The Dubamo are an ethnic group, the south of Hosa'ina in southwest Ethiopia lives in Danta Highlands and therefore also Danta is called. They said originally Kambaata, however, have largely switched to Hadiyya.

Before the 17th century, the area of Dubamo the Ethiopian Empire belonged. From this period remained elements of Ethiopian Orthodox Christianity get that fed into a syncretic religion of Dubamo. The Dubamo had a small kingdom that led back to " King Solomon of Gonder ." They are divided into seven clans, as well as immigrants from Bosha ( Garo ) and Hadiyya who joined them in the 18th and 19th centuries.

From the beginning of the 19th century was dominated by Sooro, a subgroup of the Hadiyya, the Dubamo area. Therefore, the Dubamo gave up their original language, a dialect of Kambaata on and switched to the Hadiyya; a minority among them speaks Kambaata as a second or third language. In the 1880s, the area was conquered by Ethiopia. Many converted since the Ethiopian Orthodox Christianity, and from the 1970s to Protestantism, which is now the most widespread religion in the Dubamo.

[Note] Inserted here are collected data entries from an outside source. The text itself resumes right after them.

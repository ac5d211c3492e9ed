use async_trait::async_trait;

pub mod navico;

use crate::radar::RadarError;
use crate::radar::controls::ControlValue;

///
/// Every brand should be able to send commands to the radar using the CommandSender trait.
///
#[async_trait]
pub trait CommandSender: Send {
    ///
    /// Apply a control value to a specific control
    ///
    async fn set_control(&mut self, cv: &ControlValue) -> Result<(), RadarError>;

    ///
    /// Keep the radar transmitting and ask it to report its state
    ///
    async fn send_report_requests(&mut self) -> Result<(), RadarError>;
}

The Dubamo live mainly from cultivation of Ensete and barley and were formerly known for horse breeding. Since the introduction of the new federal administrative divisions of Ethiopia - to which they are assigned to the Hadiya zone within the Southern Nations, Nationalities and Peoples Region - has been at the Dubamo consciousness amplified by a separate cultural identity. There is therefore efforts under the Dubamo to get your own management zone or woreda and to be registered as a separate group rather than Hadiyya.

Swell

  • Ulrich Braukamper: Dubamo. In: Siegbert Uhlig (ed.): Encyclopaedia aethiopica. Volume 2: D - Ha. Harrassowitz, Wiesbaden 2005, ISBN 3-447-05238-4.